• _Assigned task_: What lines in the entries hold the string "rule"? List them.

[Source records]
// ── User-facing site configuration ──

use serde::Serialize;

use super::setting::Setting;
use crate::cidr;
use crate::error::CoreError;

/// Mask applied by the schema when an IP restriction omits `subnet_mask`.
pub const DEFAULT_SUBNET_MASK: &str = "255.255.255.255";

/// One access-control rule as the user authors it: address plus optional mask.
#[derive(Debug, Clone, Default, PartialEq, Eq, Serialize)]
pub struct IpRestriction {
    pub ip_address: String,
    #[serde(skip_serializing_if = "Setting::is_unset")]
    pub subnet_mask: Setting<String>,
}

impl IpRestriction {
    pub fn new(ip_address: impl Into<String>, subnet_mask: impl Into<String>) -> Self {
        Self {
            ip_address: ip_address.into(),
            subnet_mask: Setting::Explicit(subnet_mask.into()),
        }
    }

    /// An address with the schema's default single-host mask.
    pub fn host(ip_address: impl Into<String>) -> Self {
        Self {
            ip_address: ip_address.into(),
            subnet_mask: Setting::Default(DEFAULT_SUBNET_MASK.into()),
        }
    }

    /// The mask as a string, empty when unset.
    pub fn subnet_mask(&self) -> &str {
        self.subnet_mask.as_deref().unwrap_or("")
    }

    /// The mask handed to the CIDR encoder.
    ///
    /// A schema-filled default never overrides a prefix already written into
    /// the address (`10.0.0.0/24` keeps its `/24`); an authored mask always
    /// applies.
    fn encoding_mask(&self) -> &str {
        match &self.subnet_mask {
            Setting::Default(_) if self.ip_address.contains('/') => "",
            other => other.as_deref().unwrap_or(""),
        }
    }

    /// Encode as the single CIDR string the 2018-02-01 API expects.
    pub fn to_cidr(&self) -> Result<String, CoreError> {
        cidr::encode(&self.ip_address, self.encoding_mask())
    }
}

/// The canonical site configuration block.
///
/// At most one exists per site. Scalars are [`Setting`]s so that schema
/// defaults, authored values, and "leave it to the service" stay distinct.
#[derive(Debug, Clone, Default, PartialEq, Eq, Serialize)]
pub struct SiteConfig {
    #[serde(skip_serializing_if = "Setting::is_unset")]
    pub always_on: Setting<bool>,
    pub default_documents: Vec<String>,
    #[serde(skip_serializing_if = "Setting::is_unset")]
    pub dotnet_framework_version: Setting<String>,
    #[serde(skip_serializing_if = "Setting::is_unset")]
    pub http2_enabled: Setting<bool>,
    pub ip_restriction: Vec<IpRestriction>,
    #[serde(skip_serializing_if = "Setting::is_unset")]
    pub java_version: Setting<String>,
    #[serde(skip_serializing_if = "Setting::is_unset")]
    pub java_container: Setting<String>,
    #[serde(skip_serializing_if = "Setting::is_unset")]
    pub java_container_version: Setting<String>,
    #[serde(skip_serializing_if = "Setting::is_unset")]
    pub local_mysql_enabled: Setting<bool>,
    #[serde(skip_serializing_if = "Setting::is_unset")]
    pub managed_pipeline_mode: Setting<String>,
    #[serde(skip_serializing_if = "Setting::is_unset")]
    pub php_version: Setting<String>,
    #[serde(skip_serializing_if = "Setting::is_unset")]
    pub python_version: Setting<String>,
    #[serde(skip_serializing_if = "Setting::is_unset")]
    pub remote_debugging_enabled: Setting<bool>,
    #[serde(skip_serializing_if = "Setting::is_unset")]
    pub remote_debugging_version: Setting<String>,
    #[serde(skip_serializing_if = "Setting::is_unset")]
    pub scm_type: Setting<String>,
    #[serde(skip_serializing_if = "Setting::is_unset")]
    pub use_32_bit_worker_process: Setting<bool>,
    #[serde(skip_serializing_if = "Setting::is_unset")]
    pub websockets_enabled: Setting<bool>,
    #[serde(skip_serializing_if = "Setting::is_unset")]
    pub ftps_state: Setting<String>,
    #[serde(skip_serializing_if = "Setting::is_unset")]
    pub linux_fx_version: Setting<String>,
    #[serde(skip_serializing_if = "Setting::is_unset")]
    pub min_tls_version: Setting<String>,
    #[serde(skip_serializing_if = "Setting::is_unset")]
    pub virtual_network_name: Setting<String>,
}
...
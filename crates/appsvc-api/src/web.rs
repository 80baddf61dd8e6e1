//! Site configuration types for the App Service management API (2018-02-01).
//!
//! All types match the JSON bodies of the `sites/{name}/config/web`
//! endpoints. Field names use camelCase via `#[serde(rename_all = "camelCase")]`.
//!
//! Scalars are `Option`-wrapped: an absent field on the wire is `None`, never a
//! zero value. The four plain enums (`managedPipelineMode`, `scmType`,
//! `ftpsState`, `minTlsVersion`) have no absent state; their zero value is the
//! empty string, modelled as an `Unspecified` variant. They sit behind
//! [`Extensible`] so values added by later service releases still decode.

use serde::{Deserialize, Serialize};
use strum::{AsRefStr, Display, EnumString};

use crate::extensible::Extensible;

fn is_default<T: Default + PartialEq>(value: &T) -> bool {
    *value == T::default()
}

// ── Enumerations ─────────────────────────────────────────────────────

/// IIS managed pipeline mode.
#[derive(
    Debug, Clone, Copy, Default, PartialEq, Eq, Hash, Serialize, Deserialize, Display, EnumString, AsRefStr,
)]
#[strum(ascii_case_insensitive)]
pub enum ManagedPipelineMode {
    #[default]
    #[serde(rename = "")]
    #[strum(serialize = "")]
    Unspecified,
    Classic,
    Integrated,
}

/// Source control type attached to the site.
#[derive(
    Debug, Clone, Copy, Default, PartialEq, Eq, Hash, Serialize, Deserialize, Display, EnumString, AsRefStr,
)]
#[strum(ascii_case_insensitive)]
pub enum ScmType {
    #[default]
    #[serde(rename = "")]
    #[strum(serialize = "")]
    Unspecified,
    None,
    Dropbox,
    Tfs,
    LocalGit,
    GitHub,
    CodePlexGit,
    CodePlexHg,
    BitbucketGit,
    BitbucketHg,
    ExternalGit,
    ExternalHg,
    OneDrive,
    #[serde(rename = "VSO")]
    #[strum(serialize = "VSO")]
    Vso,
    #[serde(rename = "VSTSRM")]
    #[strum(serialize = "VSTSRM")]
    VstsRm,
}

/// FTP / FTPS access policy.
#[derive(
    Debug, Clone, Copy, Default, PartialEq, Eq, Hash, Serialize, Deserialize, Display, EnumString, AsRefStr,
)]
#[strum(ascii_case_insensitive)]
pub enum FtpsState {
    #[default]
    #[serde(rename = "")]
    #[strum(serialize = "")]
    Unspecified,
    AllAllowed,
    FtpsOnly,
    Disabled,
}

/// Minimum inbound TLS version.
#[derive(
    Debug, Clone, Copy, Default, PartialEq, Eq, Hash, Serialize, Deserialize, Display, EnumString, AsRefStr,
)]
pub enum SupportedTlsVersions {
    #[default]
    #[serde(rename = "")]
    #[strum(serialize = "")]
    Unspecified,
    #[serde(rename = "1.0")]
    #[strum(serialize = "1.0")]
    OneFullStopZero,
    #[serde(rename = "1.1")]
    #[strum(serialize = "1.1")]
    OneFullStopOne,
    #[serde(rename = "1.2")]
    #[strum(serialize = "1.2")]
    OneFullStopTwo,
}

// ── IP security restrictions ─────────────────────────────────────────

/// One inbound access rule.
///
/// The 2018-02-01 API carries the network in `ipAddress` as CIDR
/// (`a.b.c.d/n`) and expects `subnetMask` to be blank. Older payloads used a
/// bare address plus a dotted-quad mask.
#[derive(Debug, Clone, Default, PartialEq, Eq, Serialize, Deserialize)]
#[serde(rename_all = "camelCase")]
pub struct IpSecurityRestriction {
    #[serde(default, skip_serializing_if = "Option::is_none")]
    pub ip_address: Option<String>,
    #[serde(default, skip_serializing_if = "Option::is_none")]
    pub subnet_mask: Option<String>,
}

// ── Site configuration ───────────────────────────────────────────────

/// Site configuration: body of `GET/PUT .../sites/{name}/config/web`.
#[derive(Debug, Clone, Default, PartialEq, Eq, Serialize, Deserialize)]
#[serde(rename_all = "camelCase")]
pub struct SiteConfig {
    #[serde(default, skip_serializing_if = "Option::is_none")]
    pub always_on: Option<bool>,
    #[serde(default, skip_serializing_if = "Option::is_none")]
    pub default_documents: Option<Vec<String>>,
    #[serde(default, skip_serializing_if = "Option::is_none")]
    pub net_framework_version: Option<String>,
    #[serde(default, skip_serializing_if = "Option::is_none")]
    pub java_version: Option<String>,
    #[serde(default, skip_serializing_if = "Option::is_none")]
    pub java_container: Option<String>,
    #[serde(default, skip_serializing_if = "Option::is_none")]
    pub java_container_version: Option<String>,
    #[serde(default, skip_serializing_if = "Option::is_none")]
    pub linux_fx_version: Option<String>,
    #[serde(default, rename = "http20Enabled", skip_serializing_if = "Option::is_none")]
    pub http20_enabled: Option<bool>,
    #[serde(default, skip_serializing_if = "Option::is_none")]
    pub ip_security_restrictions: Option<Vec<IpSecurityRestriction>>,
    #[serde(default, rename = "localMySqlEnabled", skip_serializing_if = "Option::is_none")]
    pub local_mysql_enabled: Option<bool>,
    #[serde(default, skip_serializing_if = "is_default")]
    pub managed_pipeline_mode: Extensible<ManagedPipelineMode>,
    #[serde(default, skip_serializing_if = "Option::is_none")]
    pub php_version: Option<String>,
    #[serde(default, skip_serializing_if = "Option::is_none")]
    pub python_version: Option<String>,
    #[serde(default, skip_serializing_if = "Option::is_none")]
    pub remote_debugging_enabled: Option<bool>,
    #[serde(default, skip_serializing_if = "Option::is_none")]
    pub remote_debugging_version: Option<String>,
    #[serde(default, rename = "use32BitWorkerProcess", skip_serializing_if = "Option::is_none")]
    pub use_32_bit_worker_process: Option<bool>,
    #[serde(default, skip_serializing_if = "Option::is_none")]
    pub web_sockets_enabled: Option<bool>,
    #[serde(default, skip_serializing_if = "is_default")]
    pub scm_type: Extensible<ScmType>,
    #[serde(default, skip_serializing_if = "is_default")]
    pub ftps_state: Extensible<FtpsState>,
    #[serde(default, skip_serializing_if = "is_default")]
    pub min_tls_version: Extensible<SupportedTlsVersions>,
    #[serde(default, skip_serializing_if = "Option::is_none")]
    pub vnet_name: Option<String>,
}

• _Response to this task_:
/// One access-control rule as the user authors it: address plus optional mask.
/// One inbound access rule.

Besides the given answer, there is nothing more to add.